Check every line of the entries for "availability", and copy the lines that hold it.

Start of SUPPLIED INFORMATION

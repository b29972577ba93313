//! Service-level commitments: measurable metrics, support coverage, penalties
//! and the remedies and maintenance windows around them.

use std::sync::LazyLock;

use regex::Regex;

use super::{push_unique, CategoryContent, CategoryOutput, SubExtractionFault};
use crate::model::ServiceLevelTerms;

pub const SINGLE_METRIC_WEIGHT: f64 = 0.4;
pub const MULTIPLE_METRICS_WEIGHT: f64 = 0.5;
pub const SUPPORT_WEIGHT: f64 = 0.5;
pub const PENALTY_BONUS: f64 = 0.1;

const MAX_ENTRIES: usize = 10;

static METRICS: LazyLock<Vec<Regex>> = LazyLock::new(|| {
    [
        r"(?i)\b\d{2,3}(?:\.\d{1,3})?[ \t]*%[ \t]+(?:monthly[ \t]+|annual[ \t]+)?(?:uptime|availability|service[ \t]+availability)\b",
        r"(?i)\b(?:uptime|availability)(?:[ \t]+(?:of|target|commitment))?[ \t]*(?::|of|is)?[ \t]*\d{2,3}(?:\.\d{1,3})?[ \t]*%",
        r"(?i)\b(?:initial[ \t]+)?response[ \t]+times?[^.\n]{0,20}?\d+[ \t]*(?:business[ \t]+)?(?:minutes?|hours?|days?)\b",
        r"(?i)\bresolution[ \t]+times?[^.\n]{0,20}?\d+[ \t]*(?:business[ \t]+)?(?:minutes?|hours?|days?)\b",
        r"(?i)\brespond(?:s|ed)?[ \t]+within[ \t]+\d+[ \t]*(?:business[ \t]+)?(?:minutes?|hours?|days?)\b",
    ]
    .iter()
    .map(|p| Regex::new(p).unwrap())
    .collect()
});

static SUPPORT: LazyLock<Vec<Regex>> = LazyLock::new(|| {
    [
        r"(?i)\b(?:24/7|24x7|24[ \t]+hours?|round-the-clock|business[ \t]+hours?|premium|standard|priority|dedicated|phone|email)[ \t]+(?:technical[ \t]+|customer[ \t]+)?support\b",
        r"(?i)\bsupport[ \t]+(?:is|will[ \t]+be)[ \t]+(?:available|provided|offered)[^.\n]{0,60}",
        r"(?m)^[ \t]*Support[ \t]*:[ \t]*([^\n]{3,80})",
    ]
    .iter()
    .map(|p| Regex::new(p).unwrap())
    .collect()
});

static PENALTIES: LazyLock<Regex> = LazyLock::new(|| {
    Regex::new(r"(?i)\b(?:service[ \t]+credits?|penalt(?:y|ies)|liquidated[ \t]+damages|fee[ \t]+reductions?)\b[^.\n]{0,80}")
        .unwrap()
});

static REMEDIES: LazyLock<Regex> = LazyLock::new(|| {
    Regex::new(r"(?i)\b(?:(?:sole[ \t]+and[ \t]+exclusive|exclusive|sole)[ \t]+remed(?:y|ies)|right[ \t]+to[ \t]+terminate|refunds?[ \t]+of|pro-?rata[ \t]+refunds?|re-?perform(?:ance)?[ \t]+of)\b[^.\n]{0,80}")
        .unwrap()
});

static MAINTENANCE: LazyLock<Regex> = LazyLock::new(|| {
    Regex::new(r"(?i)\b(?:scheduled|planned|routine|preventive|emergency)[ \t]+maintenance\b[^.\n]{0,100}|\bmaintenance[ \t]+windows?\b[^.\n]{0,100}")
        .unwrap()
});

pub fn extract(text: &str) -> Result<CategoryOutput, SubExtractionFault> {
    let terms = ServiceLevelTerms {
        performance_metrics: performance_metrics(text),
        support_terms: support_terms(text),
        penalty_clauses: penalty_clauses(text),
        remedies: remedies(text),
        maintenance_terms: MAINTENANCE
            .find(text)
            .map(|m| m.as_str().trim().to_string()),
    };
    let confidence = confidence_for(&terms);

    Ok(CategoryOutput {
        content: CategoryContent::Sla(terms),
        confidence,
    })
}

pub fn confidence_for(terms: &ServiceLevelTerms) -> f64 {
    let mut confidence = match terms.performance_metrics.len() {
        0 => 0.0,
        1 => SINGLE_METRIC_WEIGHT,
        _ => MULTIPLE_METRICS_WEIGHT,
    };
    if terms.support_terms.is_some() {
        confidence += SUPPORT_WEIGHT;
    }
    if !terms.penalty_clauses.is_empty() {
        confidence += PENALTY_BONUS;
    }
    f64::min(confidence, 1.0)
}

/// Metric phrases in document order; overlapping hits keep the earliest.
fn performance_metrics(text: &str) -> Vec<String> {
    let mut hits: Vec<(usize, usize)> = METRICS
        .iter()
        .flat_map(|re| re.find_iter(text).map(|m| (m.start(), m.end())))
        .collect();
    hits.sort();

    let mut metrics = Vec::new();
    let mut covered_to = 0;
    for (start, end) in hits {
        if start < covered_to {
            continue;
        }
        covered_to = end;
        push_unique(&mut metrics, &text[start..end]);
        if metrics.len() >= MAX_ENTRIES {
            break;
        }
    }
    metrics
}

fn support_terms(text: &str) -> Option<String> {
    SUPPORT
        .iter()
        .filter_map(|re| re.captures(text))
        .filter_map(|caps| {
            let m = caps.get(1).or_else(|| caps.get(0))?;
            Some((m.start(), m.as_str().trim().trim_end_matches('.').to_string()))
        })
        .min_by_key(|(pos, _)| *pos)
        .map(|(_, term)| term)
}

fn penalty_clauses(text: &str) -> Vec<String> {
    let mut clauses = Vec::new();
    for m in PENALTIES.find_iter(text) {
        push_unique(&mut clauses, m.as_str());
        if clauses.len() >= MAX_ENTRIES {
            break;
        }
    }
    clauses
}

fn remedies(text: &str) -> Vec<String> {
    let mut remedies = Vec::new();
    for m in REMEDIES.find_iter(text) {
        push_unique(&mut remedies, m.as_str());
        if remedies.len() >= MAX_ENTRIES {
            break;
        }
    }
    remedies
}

End of SUPPLIED INFORMATION

EXERCISE RESPONSE:
        r"(?i)\b\d{2,3}(?:\.\d{1,3})?[ \t]*%[ \t]+(?:monthly[ \t]+|annual[ \t]+)?(?:uptime|availability|service[ \t]+availability)\b",
        r"(?i)\b(?:uptime|availability)(?:[ \t]+(?:of|target|commitment))?[ \t]*(?::|of|is)?[ \t]*\d{2,3}(?:\.\d{1,3})?[ \t]*%",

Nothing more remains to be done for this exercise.